The limited increase in maritime transport demand and supply has led to an extraordinary rise in maritime freight rates that have multiplied by four and by five the levels prior to the pandemic, causing a substantial increase in supply chains’ costs. As a result, some companies and industries have seen their financial viability seriously threatened.

What seems inevitable is that the logistics communities and their customers will have to adapt to disruptions that will be frequent and global. (GettyImages)

The increase in prices, the lack of supply, the call’s loss of reliability, the collapse in the Californian ports where, at the precise moment when I am writing these lines, there are some sixty container ships waiting to be unloaded, have caused serious supply problems that make some companies and analysts doubt that they can meet consumer demand at Christmas.

In western countries, the situation has been further aggravated by the chronic shortage of truck drivers, especially severe in the UK. There, the combination of all these disruptions with Brexit is showing unseen images of empty shelves in supermarkets and kilometer-long queues at gas stations to fill up the tanks.

And now that?

Some industries have reacted by increasing the use of air and rail transport between China and Europe.
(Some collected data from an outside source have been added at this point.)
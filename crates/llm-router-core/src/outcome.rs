use serde::{Deserialize, Serialize};
use std::time::Duration;

use crate::generator::REFUSAL_MESSAGE;
use crate::{AttemptRecord, Task};

/// Attempt log for a request refused as unsupported
pub const REFUSED_LOG: &str = "Completed in 1 attempt";

/// Trailing attempt-log marker when no attempt was accepted
pub const MAX_ATTEMPTS_MARKER: &str = "⚠️ Max attempts reached";

/// Returned by `process` for blank input
pub const EMPTY_REQUEST_PROMPT: &str = "Please enter a request.";

/// How a run terminated
#[derive(Debug, Clone, Copy, PartialEq, Eq, Serialize, Deserialize)]
#[serde(rename_all = "snake_case")]
pub enum RunStatus {
    /// Unsupported task; refusal returned without generation or evaluation
    Refused,
    /// An attempt was accepted by the evaluator
    Accepted,
    /// Every attempt was rejected; the last solution is still returned
    Exhausted,
}

impl RunStatus {
    pub fn as_str(&self) -> &'static str {
        match self {
            RunStatus::Refused => "refused",
            RunStatus::Accepted => "accepted",
            RunStatus::Exhausted => "exhausted",
        }
    }
}

/// The final outcome of one routing run
#[derive(Debug, Clone, PartialEq, Serialize, Deserialize)]
pub struct RunResult {
    pub run_id: String,
    pub status: RunStatus,
    pub task: Task,
    /// Final solution text: the refusal, the accepted solution, or the last
    /// rejected one
    pub solution: String,
    pub attempts: Vec<AttemptRecord>,
    pub total_duration_secs: f64,
}

impl RunResult {
    pub fn refused(run_id: String, task: Task, duration: Duration) -> Self {
        Self {
            run_id,
            status: RunStatus::Refused,
            task,
            solution: REFUSAL_MESSAGE.to_string(),
            attempts: Vec::new(),
            total_duration_secs: duration.as_secs_f64(),
        }
    }

    pub fn accepted(
        run_id: String,
        task: Task,
        solution: String,
        attempts: Vec<AttemptRecord>,
        duration: Duration,
    ) -> Self {
        Self {
            run_id,
            status: RunStatus::Accepted,
            task,
            solution,
            attempts,
            total_duration_secs: duration.as_secs_f64(),
        }
    }

    /// Exhausted run; the solution is taken from the final attempt
    pub fn exhausted(
        run_id: String,
        task: Task,
        attempts: Vec<AttemptRecord>,
        duration: Duration,
    ) -> Self {
        let solution = attempts
            .last()
            .map(|record| record.solution.clone())
            .unwrap_or_default();
        Self {
            run_id,
            status: RunStatus::Exhausted,
            task,
            solution,
            attempts,
            total_duration_secs: duration.as_secs_f64(),
        }
    }

    /// Number of generate/evaluate pairs executed
    pub fn iterations(&self) -> usize {
        self.attempts.len()
    }

    pub fn task_label(&self) -> String {
        self.task.label()
    }

    /// Newline-joined, user-facing attempt log
    pub fn attempt_log(&self) -> String {
        match self.status {
            RunStatus::Refused => REFUSED_LOG.to_string(),
            RunStatus::Accepted => self.attempt_lines().join("\n"),
            RunStatus::Exhausted => {
                let mut lines = self.attempt_lines();
                lines.push(MAX_ATTEMPTS_MARKER.to_string());
                lines.join("\n")
            }
        }
    }

    fn attempt_lines(&self) -> Vec<String> {
        self.attempts.iter().map(AttemptRecord::log_line).collect()
    }

    pub fn exit_code(&self) -> i32 {
        match self.status {
            RunStatus::Refused | RunStatus::Accepted => 0,
            RunStatus::Exhausted => 1,
        }
    }
}

/// The three user-facing fields of a processed request
#[derive(Debug, Clone, PartialEq, Eq, Serialize, Deserialize)]
pub struct ProcessOutput {
    pub final_text: String,
    pub task_label: String,
    pub attempt_log: String,
}

impl ProcessOutput {
    /// Response for blank input; no task, no attempts
    pub fn prompt_for_input() -> Self {
        Self {
            final_text: EMPTY_REQUEST_PROMPT.to_string(),
            task_label: String::new(),
            attempt_log: String::new(),
        }
    }
}

impl From<&RunResult> for ProcessOutput {
    fn from(result: &RunResult) -> Self {
        Self {
            final_text: result.solution.clone(),
            task_label: result.task_label(),
            attempt_log: result.attempt_log(),
        }
    }
}

#[cfg(test)]
mod tests {
    use super::*;
    use chrono::Utc;
    use llm_router_critic::Evaluation;

    fn record(attempt: usize, solution: &str, evaluation: Evaluation) -> AttemptRecord {
        AttemptRecord {
            attempt,
            feedback_in: None,
            solution: solution.to_string(),
            evaluation,
            timestamp: Utc::now(),
        }
    }

    #[test]
    fn test_refused_output() {
        let result = RunResult::refused("r".into(), Task::Unsupported, Duration::ZERO);
        let output = ProcessOutput::from(&result);
        assert_eq!(output.final_text, REFUSAL_MESSAGE);
        assert_eq!(output.task_label, "Task: None");
        assert_eq!(output.attempt_log, "Completed in 1 attempt");
        assert_eq!(result.exit_code(), 0);
    }

    #[test]
    fn test_accepted_log_includes_prior_rejections() {
        let attempts = vec![
            record(1, "long", Evaluation::rejected("too long")),
            record(2, "short", Evaluation::accepted("good")),
        ];
        let result = RunResult::accepted(
            "r".into(),
            Task::Summarize,
            "short".into(),
            attempts,
            Duration::from_millis(10),
        );
        assert_eq!(
            result.attempt_log(),
            "❌ Attempt 1: Rejected - too long\n✅ Attempt 2: Accepted"
        );
        assert_eq!(result.status, RunStatus::Accepted);
    }

    #[test]
    fn test_exhausted_keeps_last_solution_and_marker() {
        let attempts = vec![
            record(1, "first", Evaluation::rejected("a")),
            record(2, "second", Evaluation::rejected("b")),
            record(3, "third", Evaluation::rejected("c")),
        ];
        let result = RunResult::exhausted("r".into(), Task::Explain, attempts, Duration::ZERO);
        assert_eq!(result.solution, "third");
        assert!(result.attempt_log().ends_with("\n⚠️ Max attempts reached"));
        assert_eq!(result.attempt_log().lines().count(), 4);
        assert_eq!(result.exit_code(), 1);
    }

    #[test]
    fn test_prompt_for_input() {
        let output = ProcessOutput::prompt_for_input();
        assert_eq!(output.final_text, "Please enter a request.");
        assert!(output.task_label.is_empty());
        assert!(output.attempt_log.is_empty());
    }

    #[test]
    fn test_result_serializes_status() {
        let result = RunResult::refused("r".into(), Task::Unsupported, Duration::ZERO);
        let json = serde_json::to_value(&result).unwrap();
        assert_eq!(json["status"], "refused");
        assert_eq!(json["task"], "none");
    }
}
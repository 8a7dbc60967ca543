use thiserror::Error;

#[derive(Error, Debug)]
pub enum RouterError {
    #[error("Request is empty")]
    EmptyRequest,

    #[error("Oracle error: {0}")]
    OracleError(#[from] llm_router_oracle::OracleError),

    #[error("Evaluation error: {0}")]
    EvaluationError(#[from] llm_router_critic::EvaluationError),

    #[error("Configuration error: {0}")]
    ConfigError(String),
}
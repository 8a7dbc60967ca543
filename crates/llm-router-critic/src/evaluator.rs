use std::time::Instant;
use tracing::{debug, info};

use llm_router_oracle::{Instruction, Operation, Oracle, OracleError};

use crate::Evaluation;

/// Inputs required to judge one solution.
#[derive(Clone, Copy)]
pub struct EvaluationInput<'a> {
    /// Canonical task token (explain, translate, summarize)
    pub task: &'a str,
    /// The original request, without any feedback annotation
    pub request: &'a str,
    pub solution: &'a str,
    /// 1-based attempt number, for logging only
    pub attempt: usize,
}

/// Evaluator that asks the oracle whether a solution satisfies the request
pub struct SolutionEvaluator<'a> {
    oracle: &'a dyn Oracle,
}

impl<'a> SolutionEvaluator<'a> {
    pub fn new(oracle: &'a dyn Oracle) -> Self {
        Self { oracle }
    }

    /// Judge a solution with exactly one oracle call
    pub async fn evaluate(&self, input: EvaluationInput<'_>) -> Result<Evaluation, EvaluationError> {
        let instruction = Instruction::new(Operation::Evaluate)
            .with_input("task", input.task)
            .with_input("user_input", input.request)
            .with_input("solution", input.solution);

        debug!(
            attempt = input.attempt,
            task = input.task,
            solution_len = input.solution.len(),
            "Running solution evaluation"
        );

        let start = Instant::now();
        let fields = self.oracle.predict(&instruction).await?;
        let evaluation = Evaluation::from_fields(&fields)?;

        info!(
            attempt = input.attempt,
            accepted = evaluation.is_relevant,
            duration_secs = start.elapsed().as_secs_f64(),
            "Evaluation completed"
        );

        Ok(evaluation)
    }
}

#[derive(Debug, thiserror::Error)]
pub enum EvaluationError {
    #[error("Evaluator oracle error: {0}")]
    OracleError(#[from] OracleError),
}
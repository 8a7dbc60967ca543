use chrono::Utc;
use std::sync::Arc;
use std::time::Instant;
use tracing::{debug, info, warn};
use uuid::Uuid;

use llm_router_critic::{EvaluationInput, SolutionEvaluator};
use llm_router_logging::{AttemptLine, LogEvent, Logger, RunWriter};
use llm_router_oracle::Oracle;

use crate::classifier::TaskClassifier;
use crate::context::{AttemptRecord, RunContext};
use crate::error::RouterError;
use crate::generator::SolutionGenerator;
use crate::outcome::{ProcessOutput, RunResult};

/// Default bound on generate/evaluate attempts per run
pub const MAX_ATTEMPTS: usize = 3;

/// Orchestrates classify, then the generate/evaluate retry loop.
///
/// Holds no per-run state, so one router can serve concurrent runs.
pub struct Router<'a> {
    oracle: &'a dyn Oracle,
    logger: Arc<Logger>,
    max_attempts: usize,
}

impl<'a> Router<'a> {
    pub fn new(oracle: &'a dyn Oracle, logger: Arc<Logger>) -> Self {
        Self {
            oracle,
            logger,
            max_attempts: MAX_ATTEMPTS,
        }
    }

    pub fn with_max_attempts(mut self, max_attempts: usize) -> Result<Self, RouterError> {
        if max_attempts == 0 {
            return Err(RouterError::ConfigError(
                "max_attempts must be at least 1".to_string(),
            ));
        }
        self.max_attempts = max_attempts;
        Ok(self)
    }

    pub fn max_attempts(&self) -> usize {
        self.max_attempts
    }

    /// Route one request and return its final text, task label and attempt log.
    ///
    /// Blank input gets a prompt-for-input response without touching the
    /// oracle. Oracle failures are returned as errors, never as partial output.
    pub async fn process(&self, request: &str) -> Result<ProcessOutput, RouterError> {
        match self.run(request).await {
            Ok(result) => Ok(ProcessOutput::from(&result)),
            Err(RouterError::EmptyRequest) => Ok(ProcessOutput::prompt_for_input()),
            Err(e) => Err(e),
        }
    }

    /// Run the full pipeline for one request
    pub async fn run(&self, request: &str) -> Result<RunResult, RouterError> {
        self.run_recorded(Uuid::new_v4().to_string(), request, None).await
    }

    /// Like [`Router::run`], with a caller-chosen run id so the run record
    /// correlates with the log events. Each attempt is appended to `record`
    /// as soon as it is judged, so a run that later fails keeps its history.
    pub async fn run_recorded(
        &self,
        run_id: String,
        request: &str,
        record: Option<&RunWriter>,
    ) -> Result<RunResult, RouterError> {
        if request.trim().is_empty() {
            return Err(RouterError::EmptyRequest);
        }

        self.logger.log(&LogEvent::RunStarted {
            run_id: run_id.clone(),
            request: request.to_string(),
            model: self.oracle.model().to_string(),
            max_attempts: self.max_attempts,
        });

        let classification = TaskClassifier::new(self.oracle)
            .classify(request)
            .await
            .map_err(|e| self.abort(0, e.into()))?;

        self.logger.log(&LogEvent::TaskClassified {
            task: classification.task.to_string(),
            raw_label: classification.label.clone(),
        });

        let mut context = RunContext::new(
            run_id,
            request.to_string(),
            classification.task,
            self.max_attempts,
        );

        if !context.task.is_supported() {
            self.logger.log(&LogEvent::RequestRefused {
                task: context.task.to_string(),
            });
            let duration = context.total_duration();
            let result = RunResult::refused(context.run_id, context.task, duration);
            self.log_completed(&result);
            return Ok(result);
        }

        let generator = SolutionGenerator::new(self.oracle);
        let evaluator = SolutionEvaluator::new(self.oracle);

        while context.should_continue() {
            match self
                .run_attempt(&mut context, &generator, &evaluator, record)
                .await
            {
                Ok(Some(result)) => return Ok(result),
                Ok(None) => {}
                Err(e) => return Err(self.abort(context.next_attempt(), e)),
            }
        }

        self.logger.log(&LogEvent::MaxAttemptsReached {
            attempts: context.history.len(),
        });
        let duration = context.total_duration();
        let result = RunResult::exhausted(context.run_id, context.task, context.history, duration);
        self.log_completed(&result);
        Ok(result)
    }

    /// Run a single generate/evaluate attempt.
    /// Returns Some(result) if the attempt was accepted, None to retry.
    async fn run_attempt(
        &self,
        context: &mut RunContext,
        generator: &SolutionGenerator<'_>,
        evaluator: &SolutionEvaluator<'_>,
        record: Option<&RunWriter>,
    ) -> Result<Option<RunResult>, RouterError> {
        let attempt = context.next_attempt();
        let feedback_in = context.last_feedback.clone();

        self.logger.log(&LogEvent::GenerationStarted {
            attempt,
            input_preview: context.current_input().chars().take(100).collect(),
            with_feedback: feedback_in.is_some(),
        });

        debug!(attempt, task = %context.task, "Running generator");
        let start = Instant::now();
        let solution = generator
            .generate(context.task, &context.request, feedback_in.as_deref())
            .await?;

        self.logger.log(&LogEvent::GenerationCompleted {
            attempt,
            solution_chars: solution.chars().count(),
            duration_secs: start.elapsed().as_secs_f64(),
        });

        self.logger.log(&LogEvent::EvaluationStarted { attempt });
        let start = Instant::now();
        let evaluation = evaluator
            .evaluate(EvaluationInput {
                task: context.task.as_str(),
                request: &context.request,
                solution: &solution,
                attempt,
            })
            .await?;

        self.logger.log(&LogEvent::EvaluationCompleted {
            attempt,
            accepted: evaluation.is_accepted(),
            feedback: evaluation.feedback.clone(),
            duration_secs: start.elapsed().as_secs_f64(),
        });

        debug!(attempt, verdict = %evaluation.short_description(), "Evaluation verdict");

        let accepted = evaluation.is_accepted();
        let feedback = evaluation.feedback.clone();
        let attempt_record = AttemptRecord {
            attempt,
            feedback_in,
            solution: solution.clone(),
            evaluation,
            timestamp: Utc::now(),
        };
        if let Some(writer) = record {
            writer.write_attempt(AttemptLine {
                attempt,
                task: context.task.as_str(),
                feedback_in: attempt_record.feedback_in.as_deref(),
                solution: &attempt_record.solution,
                accepted,
                feedback: &attempt_record.evaluation.feedback,
                timestamp: attempt_record.timestamp,
            });
        }
        context.push_record(attempt_record);

        if accepted {
            let result = RunResult::accepted(
                context.run_id.clone(),
                context.task,
                solution,
                context.history.clone(),
                context.total_duration(),
            );
            self.log_completed(&result);
            return Ok(Some(result));
        }

        info!(attempt, "Solution rejected, retrying with feedback");
        context.set_feedback(feedback);
        Ok(None)
    }

    fn log_completed(&self, result: &RunResult) {
        self.logger.log(&LogEvent::RunCompleted {
            status: result.status.as_str().to_string(),
            attempts: result.iterations(),
            duration_secs: result.total_duration_secs,
        });
    }

    fn abort(&self, attempt: usize, error: RouterError) -> RouterError {
        warn!(attempt, error = %error, "Run aborted");
        self.logger.log(&LogEvent::ErrorEncountered {
            attempt,
            error: error.to_string(),
        });
        error
    }
}
use reqwest::{Client, RequestBuilder};
use serde::de::DeserializeOwned;
use std::time::Instant;
use tracing::debug;

use crate::{OracleConfig, OracleError};

/// Build the shared HTTP client for a provider
pub(crate) fn build_client(config: &OracleConfig) -> Result<Client, OracleError> {
    let mut builder = Client::builder();
    if let Some(timeout) = config.timeout {
        builder = builder.timeout(timeout);
    }
    builder
        .build()
        .map_err(|e| OracleError::ConfigError(format!("Failed to build HTTP client: {}", e)))
}

/// Send a prepared request and decode its JSON body
pub(crate) async fn send_json<T: DeserializeOwned>(request: RequestBuilder) -> Result<T, OracleError> {
    let start = Instant::now();

    let response = request
        .send()
        .await
        .map_err(|e| OracleError::Transport(e.to_string()))?;

    let status = response.status();
    debug!(
        status = status.as_u16(),
        duration_ms = start.elapsed().as_millis(),
        "Oracle responded"
    );

    if status.as_u16() == 429 {
        return Err(OracleError::RateLimited);
    }
    if !status.is_success() {
        let body = response.text().await.unwrap_or_default();
        return Err(OracleError::Status {
            status: status.as_u16(),
            body,
        });
    }

    response
        .json::<T>()
        .await
        .map_err(|e| OracleError::MalformedResponse(e.to_string()))
}
pub mod evaluator;
mod verdict;

pub use evaluator::{EvaluationError, EvaluationInput, SolutionEvaluator};
pub use verdict::Evaluation;
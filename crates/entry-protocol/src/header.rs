//! Fixed 10-byte request header.
//!
//! ```text
//! [0..2]  protocol marker (0xBA 0xBA)
//! [2..4]  message length (u16 BE) = total length - 2
//! [4]     request type code (from the field dictionary)
//! [5]     reserved = 0
//! [6..10] sequence number (u32 BE)
//! ```

use entry_core::RequestKind;

use crate::error::EncodeError;
use crate::primitives::{encode, encode_char};
use crate::wire_types::{HEADER_LEN, LENGTH_EXCLUDED, MAX_MESSAGE_LEN, PROTOCOL_MARKER};

#[derive(Debug, Copy, Clone, PartialEq, Eq)]
pub struct RequestHeader {
    /// Bytes following the marker.
    pub length: u16,
    pub request_type: u8,
    pub seq_no: u32,
}

impl RequestHeader {
    /// Header for a message of `total_len` bytes.
    pub fn new(
        kind: RequestKind,
        total_len: usize,
        request_type: u8,
        seq_no: u32,
    ) -> Result<Self, EncodeError> {
        let too_long = || EncodeError::MessageTooLong {
            kind,
            length: total_len,
            max: MAX_MESSAGE_LEN,
        };
        let length = total_len
            .checked_sub(LENGTH_EXCLUDED)
            .and_then(|l| u16::try_from(l).ok())
            .ok_or_else(too_long)?;

        Ok(RequestHeader {
            length,
            request_type,
            seq_no,
        })
    }

    /// Total message length described by this header.
    pub fn message_len(&self) -> usize {
        self.length as usize + LENGTH_EXCLUDED
    }

    pub fn write(&self, buf: &mut [u8], pos: usize) -> Result<usize, EncodeError> {
        let mut p = encode_char(buf, pos, PROTOCOL_MARKER[0])?;
        p = encode_char(buf, p, PROTOCOL_MARKER[1])?;
        p = encode(buf, p, self.length)?;
        p = encode(buf, p, self.request_type)?;
        p = encode_char(buf, p, 0)?; // reserved
        encode(buf, p, self.seq_no)
    }

    /// Read back the header of an encoded request.
    ///
    /// Returns `None` if the buffer is shorter than a header, the marker
    /// is wrong or the reserved byte is not zero.
    pub fn parse(buf: &[u8]) -> Option<Self> {
        if buf.len() < HEADER_LEN || buf[0..2] != PROTOCOL_MARKER || buf[5] != 0 {
            return None;
        }

        Some(RequestHeader {
            length: u16::from_be_bytes([buf[2], buf[3]]),
            request_type: buf[4],
            seq_no: u32::from_be_bytes([buf[6], buf[7], buf[8], buf[9]]),
        })
    }
}
// crates/entry-core/tests/wire_codes.rs
use entry_core::{
    AccountType, Capacity, ComplexOrder, Order, OrdType, Position, Request, RequestKind, Side,
    TimeInForce,
};

#[test]
fn enumerations_map_to_documented_codes() {
    assert_eq!(Side::Buy.wire_code(), b'1');
    assert_eq!(Side::Sell.wire_code(), b'2');

    assert_eq!(OrdType::Market.wire_code(), b'1');
    assert_eq!(OrdType::Limit.wire_code(), b'2');
    assert_eq!(OrdType::Pegged.wire_code(), b'P');

    assert_eq!(TimeInForce::Day.wire_code(), b'0');
    assert_eq!(TimeInForce::Ioc.wire_code(), b'3');
    assert_eq!(TimeInForce::Gtd.wire_code(), b'6');

    assert_eq!(Capacity::Agency.wire_code(), b'A');
    assert_eq!(Capacity::Principal.wire_code(), b'P');
    assert_eq!(Capacity::RisklessPrincipal.wire_code(), b'R');

    assert_eq!(AccountType::Client.wire_code(), b'1');
    assert_eq!(AccountType::House.wire_code(), b'3');

    assert_eq!(Position::Open.wire_code(), b'O');
    assert_eq!(Position::Close.wire_code(), b'C');
    assert_eq!(Position::None.wire_code(), b'N');
}

#[test]
fn wire_codes_are_reversible() {
    for side in [Side::Buy, Side::Sell] {
        assert_eq!(Side::from_wire_code(side.wire_code()), Some(side));
    }
    for t in [OrdType::Market, OrdType::Limit, OrdType::Pegged] {
        assert_eq!(OrdType::from_wire_code(t.wire_code()), Some(t));
    }
    for tif in [TimeInForce::Day, TimeInForce::Ioc, TimeInForce::Gtd] {
        assert_eq!(TimeInForce::from_wire_code(tif.wire_code()), Some(tif));
    }
    for c in [
        Capacity::Agency,
        Capacity::Principal,
        Capacity::RisklessPrincipal,
    ] {
        assert_eq!(Capacity::from_wire_code(c.wire_code()), Some(c));
    }
    for a in [AccountType::Client, AccountType::House] {
        assert_eq!(AccountType::from_wire_code(a.wire_code()), Some(a));
    }
    for p in [Position::Open, Position::Close, Position::None] {
        assert_eq!(Position::from_wire_code(p.wire_code()), Some(p));
    }

    assert_eq!(Side::from_wire_code(0), None);
    assert_eq!(Position::from_wire_code(b'X'), None);
}

fn order(algo: bool) -> Order {
    Order {
        side: Side::Sell,
        volume: 10,
        cl_ord_id: "ORD1".to_string(),
        capacity: Capacity::Principal,
        clearing_firm: "CLRB".to_string(),
        account_type: AccountType::House,
        algorithmic_indicator: algo,
    }
}

#[test]
fn algorithmic_indicator_is_y_or_n() {
    assert_eq!(order(true).algorithmic_indicator_code(), "Y");
    assert_eq!(order(false).algorithmic_indicator_code(), "N");
}

#[test]
fn leg_string_preserves_leg_order() {
    let complex = ComplexOrder {
        order: order(false),
        legs: vec![Position::Close, Position::Open, Position::None, Position::Open],
    };
    assert_eq!(complex.leg_string(), "CONO");
    assert_eq!(complex.leg_count(), 4);
}

#[test]
fn requests_deserialize_from_tagged_toml() {
    #[derive(serde::Deserialize)]
    struct File {
        request: Vec<Request>,
    }

    let text = r#"
        [[request]]
        kind = "new_order_cross_multileg"
        cross_id = "X1"
        price = "1.5"
        symbol = "SPX"
        agency_order = { side = "buy", volume = 5, cl_ord_id = "A", capacity = "agency", clearing_firm = "AAA", account_type = "client", legs = ["open", "close"] }
        contra_orders = [
          { side = "sell", volume = 5, cl_ord_id = "B", capacity = "principal", clearing_firm = "BBB", account_type = "house", algorithmic_indicator = true, legs = ["close", "open"] },
        ]
    "#;

    let file: File = toml::from_str(text).expect("valid request");
    assert_eq!(file.request.len(), 1);
    let request = &file.request[0];
    assert_eq!(request.kind(), RequestKind::NewCrossMultileg);

    match request {
        Request::NewOrderCrossMultileg(c) => {
            assert_eq!(c.leg_counts(), vec![2, 2]);
            assert_eq!(c.agency_order.leg_string(), "OC");
            assert!(!c.agency_order.order.algorithmic_indicator);
            assert!(c.contra_orders[0].order.algorithmic_indicator);
        }
        other => panic!("unexpected request {:?}", other),
    }
}

#[test]
fn account_type_has_its_own_module() {
    use entry_core::account_type::AccountType as Direct;

    assert_eq!(Direct::House, AccountType::House);
    assert_eq!(
        toml::from_str::<std::collections::BTreeMap<String, Direct>>("a = \"client\"").unwrap()["a"],
        AccountType::Client
    );
}
//! Configuration for the request encoder CLI.
//!
//! Defaults can be overridden via environment variables, and command-line
//! flags override both:
//!
//! - `ENTRY_DICTIONARY`    (default: built-in field dictionary)
//! - `ENTRY_START_SEQ`     (default: "1")
//! - `ENTRY_OUTPUT_FORMAT` (default: "hex"; one of hex, json, raw)

use std::env;
use std::path::{Path, PathBuf};
use std::str::FromStr;

use anyhow::{anyhow, Context, Result};
use clap::ValueEnum;
use entry_protocol::FieldDictionary;
use tracing::info;

/// How encoded requests are written out.
#[derive(Debug, Copy, Clone, PartialEq, Eq, ValueEnum)]
pub enum OutputFormat {
    /// One hex line per request.
    Hex,
    /// One JSON object per line.
    Json,
    /// Raw bytes, requests back to back.
    Raw,
}

/// Encoder configuration.
#[derive(Debug, Clone)]
pub struct Config {
    /// Field dictionary file; `None` selects the built-in dictionary.
    pub dictionary: Option<PathBuf>,

    /// Sequence number of the first request in a file.
    pub start_seq: u32,

    pub format: OutputFormat,
}

impl Default for Config {
    fn default() -> Self {
        Config {
            dictionary: None,
            start_seq: 1,
            format: OutputFormat::Hex,
        }
    }
}

impl Config {
    /// Construct a `Config` from environment variables, falling back
    /// to the defaults.
    pub fn from_env() -> Result<Self> {
        let defaults = Config::default();

        let dictionary = env::var_os("ENTRY_DICTIONARY").map(PathBuf::from);
        let start_seq = read_env_or_default("ENTRY_START_SEQ", defaults.start_seq)?;
        let format = match env::var("ENTRY_OUTPUT_FORMAT") {
            Ok(val) => OutputFormat::from_str(&val, true)
                .map_err(|e| anyhow!("invalid ENTRY_OUTPUT_FORMAT: {e}"))?,
            Err(_) => defaults.format,
        };

        Ok(Config {
            dictionary,
            start_seq,
            format,
        })
    }

    /// Load the configured field dictionary.
    pub fn load_dictionary(&self) -> Result<FieldDictionary> {
        match &self.dictionary {
            Some(path) => load_dictionary_file(path),
            None => Ok(FieldDictionary::standard()),
        }
    }
}

fn load_dictionary_file(path: &Path) -> Result<FieldDictionary> {
    let dict = FieldDictionary::from_path(path)
        .with_context(|| format!("loading field dictionary {}", path.display()))?;
    info!(path = %path.display(), version = %dict.version, "using field dictionary");
    Ok(dict)
}

fn read_env_or_default<T>(key: &str, default: T) -> Result<T>
where
    T: FromStr,
    T::Err: std::error::Error + Send + Sync + 'static,
{
    match env::var(key) {
        Ok(val) => val
            .parse::<T>()
            .with_context(|| format!("invalid {key}: {val:?}")),
        Err(_) => Ok(default),
    }
}
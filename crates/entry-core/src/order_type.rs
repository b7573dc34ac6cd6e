//! Order type (Market / Limit / Pegged).

use serde::{Deserialize, Serialize};

#[derive(Debug, Copy, Clone, PartialEq, Eq, Hash, Serialize, Deserialize)]
#[serde(rename_all = "snake_case")]
pub enum OrdType {
    Market,
    Limit,
    Pegged,
}

impl OrdType {
    /// One-byte wire code (`'1'`, `'2'`, `'P'`).
    pub const fn wire_code(self) -> u8 {
        match self {
            OrdType::Market => b'1',
            OrdType::Limit => b'2',
            OrdType::Pegged => b'P',
        }
    }

    pub fn from_wire_code(code: u8) -> Option<Self> {
        match code {
            b'1' => Some(OrdType::Market),
            b'2' => Some(OrdType::Limit),
            b'P' => Some(OrdType::Pegged),
            _ => None,
        }
    }
}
Other companies, mainly European from the fashion sector, have brought part of their production to Mediterranean countries such as Turkey. Also, to deal with the problem of semiconductors, there are very advanced plans to create factories in Europe to supply the industry.

In the United States, many companies plan to repatriate part of their production according to recent surveys answered by the CEOs of large companies. Will these forecasts really come true? It depends on the ability of global logistics chains, especially maritime one, to return to pre-pandemic prices and service levels.

The big question, then, is whether the supply issue in maritime transport will be solved and freight prices will fall. In the short term it is difficult. Predictably, according to several analysts, they should in the medium term.

On the one hand, demand should gradually stabilize in the coming months. On the other hand, as stated by the shipowners, price containment policies are being implemented and capacity is also progressively increasing, as evidenced by the massive purchase of container ships by some of the main shipping companies that supply the Asia-Europe route.

Nevertheless, what seems inevitable is that logistics communities and their customers will have to adapt to a world in which disruptions to logistics chains will be frequent and global. The best way to deal with them is, unfortunately, with a great deal of patience, a lot of flexibility, and where possible, diversifying suppliers, geographical origins and destinations, and means of transport.